[Supplied records — start]

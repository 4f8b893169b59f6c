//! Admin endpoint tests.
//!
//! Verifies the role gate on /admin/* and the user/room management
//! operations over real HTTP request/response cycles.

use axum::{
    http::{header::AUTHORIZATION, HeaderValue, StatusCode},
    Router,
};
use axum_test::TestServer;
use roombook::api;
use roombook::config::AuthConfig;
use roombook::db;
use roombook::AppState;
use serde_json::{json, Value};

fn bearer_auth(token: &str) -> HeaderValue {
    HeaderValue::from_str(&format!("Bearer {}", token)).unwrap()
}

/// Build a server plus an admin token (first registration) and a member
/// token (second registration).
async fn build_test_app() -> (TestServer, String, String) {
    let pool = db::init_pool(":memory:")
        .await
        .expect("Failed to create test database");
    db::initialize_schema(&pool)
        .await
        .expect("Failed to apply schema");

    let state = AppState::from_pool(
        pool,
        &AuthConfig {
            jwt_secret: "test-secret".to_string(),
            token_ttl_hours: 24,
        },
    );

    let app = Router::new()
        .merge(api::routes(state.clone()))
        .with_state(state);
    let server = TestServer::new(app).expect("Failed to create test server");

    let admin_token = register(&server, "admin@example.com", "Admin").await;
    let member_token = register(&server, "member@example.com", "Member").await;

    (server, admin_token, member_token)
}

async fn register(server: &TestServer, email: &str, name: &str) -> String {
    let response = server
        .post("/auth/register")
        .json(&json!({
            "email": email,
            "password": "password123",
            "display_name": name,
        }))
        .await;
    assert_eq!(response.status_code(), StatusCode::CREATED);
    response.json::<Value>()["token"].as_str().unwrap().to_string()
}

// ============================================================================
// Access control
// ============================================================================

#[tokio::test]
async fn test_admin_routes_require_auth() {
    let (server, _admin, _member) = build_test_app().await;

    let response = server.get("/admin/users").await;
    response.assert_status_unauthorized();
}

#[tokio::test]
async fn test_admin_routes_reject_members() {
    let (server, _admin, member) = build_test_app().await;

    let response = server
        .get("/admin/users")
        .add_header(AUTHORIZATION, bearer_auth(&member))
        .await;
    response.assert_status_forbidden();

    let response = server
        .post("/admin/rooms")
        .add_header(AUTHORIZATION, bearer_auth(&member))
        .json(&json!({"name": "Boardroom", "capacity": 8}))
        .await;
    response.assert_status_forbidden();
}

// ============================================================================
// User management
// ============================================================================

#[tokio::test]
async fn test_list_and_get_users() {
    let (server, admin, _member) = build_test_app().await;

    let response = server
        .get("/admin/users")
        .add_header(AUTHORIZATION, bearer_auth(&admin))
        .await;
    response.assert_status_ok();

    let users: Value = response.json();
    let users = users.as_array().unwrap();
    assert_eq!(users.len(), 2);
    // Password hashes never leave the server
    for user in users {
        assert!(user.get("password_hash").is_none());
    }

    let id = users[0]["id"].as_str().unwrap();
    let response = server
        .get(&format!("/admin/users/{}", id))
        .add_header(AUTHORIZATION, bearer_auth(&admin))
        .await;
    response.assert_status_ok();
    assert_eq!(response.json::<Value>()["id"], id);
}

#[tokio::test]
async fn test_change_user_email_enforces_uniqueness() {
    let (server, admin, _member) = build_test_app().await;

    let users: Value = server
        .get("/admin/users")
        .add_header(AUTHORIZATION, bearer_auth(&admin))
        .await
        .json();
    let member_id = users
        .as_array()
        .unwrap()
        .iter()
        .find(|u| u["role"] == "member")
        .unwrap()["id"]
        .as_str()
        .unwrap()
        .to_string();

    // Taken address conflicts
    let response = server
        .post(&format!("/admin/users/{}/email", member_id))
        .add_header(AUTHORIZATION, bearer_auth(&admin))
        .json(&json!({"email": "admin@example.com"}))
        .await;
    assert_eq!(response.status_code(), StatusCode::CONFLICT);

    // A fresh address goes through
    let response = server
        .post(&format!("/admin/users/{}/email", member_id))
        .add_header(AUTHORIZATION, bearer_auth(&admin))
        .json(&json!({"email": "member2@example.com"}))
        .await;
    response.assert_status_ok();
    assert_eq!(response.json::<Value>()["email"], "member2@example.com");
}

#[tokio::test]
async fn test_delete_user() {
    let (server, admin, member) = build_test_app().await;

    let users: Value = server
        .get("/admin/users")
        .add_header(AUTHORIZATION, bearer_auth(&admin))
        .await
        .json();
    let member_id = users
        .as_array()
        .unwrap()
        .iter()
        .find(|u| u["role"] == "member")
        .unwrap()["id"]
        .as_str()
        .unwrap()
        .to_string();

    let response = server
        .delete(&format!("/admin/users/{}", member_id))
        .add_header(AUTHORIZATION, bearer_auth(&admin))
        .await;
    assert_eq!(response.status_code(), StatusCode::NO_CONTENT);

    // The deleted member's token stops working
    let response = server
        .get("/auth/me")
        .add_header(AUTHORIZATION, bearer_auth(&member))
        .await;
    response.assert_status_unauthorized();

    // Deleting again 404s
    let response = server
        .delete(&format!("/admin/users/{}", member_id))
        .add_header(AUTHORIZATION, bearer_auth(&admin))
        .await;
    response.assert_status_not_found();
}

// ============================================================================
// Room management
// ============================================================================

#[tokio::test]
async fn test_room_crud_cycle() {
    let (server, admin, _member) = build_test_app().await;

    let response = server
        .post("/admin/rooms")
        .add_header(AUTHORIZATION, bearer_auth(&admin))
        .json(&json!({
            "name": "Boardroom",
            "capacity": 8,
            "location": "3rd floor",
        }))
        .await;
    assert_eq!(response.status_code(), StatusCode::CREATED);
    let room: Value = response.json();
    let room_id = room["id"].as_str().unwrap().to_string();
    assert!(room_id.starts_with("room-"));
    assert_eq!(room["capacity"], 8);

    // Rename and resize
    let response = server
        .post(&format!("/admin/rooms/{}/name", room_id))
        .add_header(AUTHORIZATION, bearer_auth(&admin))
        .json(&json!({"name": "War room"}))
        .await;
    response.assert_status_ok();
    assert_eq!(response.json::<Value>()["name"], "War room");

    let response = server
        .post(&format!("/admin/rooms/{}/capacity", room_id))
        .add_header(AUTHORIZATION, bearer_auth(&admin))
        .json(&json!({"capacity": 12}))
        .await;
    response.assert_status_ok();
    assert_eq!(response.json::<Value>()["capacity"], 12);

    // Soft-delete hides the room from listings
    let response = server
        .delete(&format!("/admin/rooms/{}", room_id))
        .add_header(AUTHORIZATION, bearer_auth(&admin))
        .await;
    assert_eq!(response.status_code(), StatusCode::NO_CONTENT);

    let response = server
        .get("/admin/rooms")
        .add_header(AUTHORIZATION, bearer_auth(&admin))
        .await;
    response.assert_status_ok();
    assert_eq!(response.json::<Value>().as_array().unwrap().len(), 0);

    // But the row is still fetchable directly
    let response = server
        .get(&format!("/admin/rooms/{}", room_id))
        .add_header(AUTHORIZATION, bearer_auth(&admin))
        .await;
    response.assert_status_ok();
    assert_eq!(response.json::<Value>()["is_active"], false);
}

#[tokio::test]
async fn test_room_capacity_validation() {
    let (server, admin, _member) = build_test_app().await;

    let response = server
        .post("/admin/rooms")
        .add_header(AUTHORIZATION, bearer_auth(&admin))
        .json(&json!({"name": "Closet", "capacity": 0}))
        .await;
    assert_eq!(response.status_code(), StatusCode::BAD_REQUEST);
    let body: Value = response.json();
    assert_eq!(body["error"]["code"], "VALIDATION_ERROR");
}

[Supplied records — finish]

Exercise objective – Write all of the records out again exactly.

Response –
repository 4f8b893169b59f6c
//! Admin endpoint tests.
//!
//! Verifies the role gate on /admin/* and the user/room management
//! operations over real HTTP request/response cycles.

use axum::{
    http::{header::AUTHORIZATION, HeaderValue, StatusCode},
    Router,
};
use axum_test::TestServer;
use roombook::api;
use roombook::config::AuthConfig;
use roombook::db;
use roombook::AppState;
use serde_json::{json, Value};

fn bearer_auth(token: &str) -> HeaderValue {
    HeaderValue::from_str(&format!("Bearer {}", token)).unwrap()
}

/// Build a server plus an admin token (first registration) and a member
/// token (second registration).
async fn build_test_app() -> (TestServer, String, String) {
    let pool = db::init_pool(":memory:")
        .await
        .expect("Failed to create test database");
    db::initialize_schema(&pool)
        .await
        .expect("Failed to apply schema");

    let state = AppState::from_pool(
        pool,
        &AuthConfig {
            jwt_secret: "test-secret".to_string(),
            token_ttl_hours: 24,
        },
    );

    let app = Router::new()
        .merge(api::routes(state.clone()))
        .with_state(state);
    let server = TestServer::new(app).expect("Failed to create test server");

    let admin_token = register(&server, "admin@example.com", "Admin").await;
    let member_token = register(&server, "member@example.com", "Member").await;

    (server, admin_token, member_token)
}

async fn register(server: &TestServer, email: &str, name: &str) -> String {
    let response = server
        .post("/auth/register")
        .json(&json!({
            "email": email,
            "password": "password123",
            "display_name": name,
        }))
        .await;
    assert_eq!(response.status_code(), StatusCode::CREATED);
    response.json::<Value>()["token"].as_str().unwrap().to_string()
}

// ============================================================================
// Access control
// ============================================================================

#[tokio::test]
async fn test_admin_routes_require_auth() {
    let (server, _admin, _member) = build_test_app().await;

    let response = server.get("/admin/users").await;
    response.assert_status_unauthorized();
}

#[tokio::test]
async fn test_admin_routes_reject_members() {
    let (server, _admin, member) = build_test_app().await;

    let response = server
        .get("/admin/users")
        .add_header(AUTHORIZATION, bearer_auth(&member))
        .await;
    response.assert_status_forbidden();

    let response = server
        .post("/admin/rooms")
        .add_header(AUTHORIZATION, bearer_auth(&member))
        .json(&json!({"name": "Boardroom", "capacity": 8}))
        .await;
    response.assert_status_forbidden();
}

// ============================================================================
// User management
// ============================================================================

#[tokio::test]
async fn test_list_and_get_users() {
    let (server, admin, _member) = build_test_app().await;

    let response = server
        .get("/admin/users")
        .add_header(AUTHORIZATION, bearer_auth(&admin))
        .await;
    response.assert_status_ok();

    let users: Value = response.json();
    let users = users.as_array().unwrap();
    assert_eq!(users.len(), 2);
    // Password hashes never leave the server
    for user in users {
        assert!(user.get("password_hash").is_none());
    }

    let id = users[0]["id"].as_str().unwrap();
    let response = server
        .get(&format!("/admin/users/{}", id))
        .add_header(AUTHORIZATION, bearer_auth(&admin))
        .await;
    response.assert_status_ok();
    assert_eq!(response.json::<Value>()["id"], id);
}

#[tokio::test]
async fn test_change_user_email_enforces_uniqueness() {
    let (server, admin, _member) = build_test_app().await;

    let users: Value = server
        .get("/admin/users")
        .add_header(AUTHORIZATION, bearer_auth(&admin))
        .await
        .json();
    let member_id = users
        .as_array()
        .unwrap()
        .iter()
        .find(|u| u["role"] == "member")
        .unwrap()["id"]
        .as_str()
        .unwrap()
        .to_string();

    // Taken address conflicts
    let response = server
        .post(&format!("/admin/users/{}/email", member_id))
        .add_header(AUTHORIZATION, bearer_auth(&admin))
        .json(&json!({"email": "admin@example.com"}))
        .await;
    assert_eq!(response.status_code(), StatusCode::CONFLICT);

    // A fresh address goes through
    let response = server
        .post(&format!("/admin/users/{}/email", member_id))
        .add_header(AUTHORIZATION, bearer_auth(&admin))
        .json(&json!({"email": "member2@example.com"}))
        .await;
    response.assert_status_ok();
    assert_eq!(response.json::<Value>()["email"], "member2@example.com");
}

#[tokio::test]
async fn test_delete_user() {
    let (server, admin, member) = build_test_app().await;

    let users: Value = server
        .get("/admin/users")
        .add_header(AUTHORIZATION, bearer_auth(&admin))
        .await
        .json();
    let member_id = users
        .as_array()
        .unwrap()
        .iter()
        .find(|u| u["role"] == "member")
        .unwrap()["id"]
        .as_str()
        .unwrap()
        .to_string();

    let response = server
        .delete(&format!("/admin/users/{}", member_id))
        .add_header(AUTHORIZATION, bearer_auth(&admin))
        .await;
    assert_eq!(response.status_code(), StatusCode::NO_CONTENT);

    // The deleted member's token stops working
    let response = server
        .get("/auth/me")
        .add_header(AUTHORIZATION, bearer_auth(&member))
        .await;
    response.assert_status_unauthorized();

    // Deleting again 404s
    let response = server
        .delete(&format!("/admin/users/{}", member_id))
        .add_header(AUTHORIZATION, bearer_auth(&admin))
        .await;
    response.assert_status_not_found();
}

// ============================================================================
// Room management
// ============================================================================

#[tokio::test]
async fn test_room_crud_cycle() {
    let (server, admin, _member) = build_test_app().await;

    let response = server
        .post("/admin/rooms")
        .add_header(AUTHORIZATION, bearer_auth(&admin))
        .json(&json!({
            "name": "Boardroom",
            "capacity": 8,
            "location": "3rd floor",
        }))
        .await;
    assert_eq!(response.status_code(), StatusCode::CREATED);
    let room: Value = response.json();
    let room_id = room["id"].as_str().unwrap().to_string();
    assert!(room_id.starts_with("room-"));
    assert_eq!(room["capacity"], 8);

    // Rename and resize
    let response = server
        .post(&format!("/admin/rooms/{}/name", room_id))
        .add_header(AUTHORIZATION, bearer_auth(&admin))
        .json(&json!({"name": "War room"}))
        .await;
    response.assert_status_ok();
    assert_eq!(response.json::<Value>()["name"], "War room");

    let response = server
        .post(&format!("/admin/rooms/{}/capacity", room_id))
        .add_header(AUTHORIZATION, bearer_auth(&admin))
        .json(&json!({"capacity": 12}))
        .await;
    response.assert_status_ok();
    assert_eq!(response.json::<Value>()["capacity"], 12);

    // Soft-delete hides the room from listings
    let response = server
        .delete(&format!("/admin/rooms/{}", room_id))
        .add_header(AUTHORIZATION, bearer_auth(&admin))
        .await;
    assert_eq!(response.status_code(), StatusCode::NO_CONTENT);

    let response = server
        .get("/admin/rooms")
        .add_header(AUTHORIZATION, bearer_auth(&admin))
        .await;
    response.assert_status_ok();
    assert_eq!(response.json::<Value>().as_array().unwrap().len(), 0);

    // But the row is still fetchable directly
    let response = server
        .get(&format!("/admin/rooms/{}", room_id))
        .add_header(AUTHORIZATION, bearer_auth(&admin))
        .await;
    response.assert_status_ok();
    assert_eq!(response.json::<Value>()["is_active"], false);
}

#[tokio::test]
async fn test_room_capacity_validation() {
    let (server, admin, _member) = build_test_app().await;

    let response = server
        .post("/admin/rooms")
        .add_header(AUTHORIZATION, bearer_auth(&admin))
        .json(&json!({"name": "Closet", "capacity": 0}))
        .await;
    assert_eq!(response.status_code(), StatusCode::BAD_REQUEST);
    let body: Value = response.json();
    assert_eq!(body["error"]["code"], "VALIDATION_ERROR");
}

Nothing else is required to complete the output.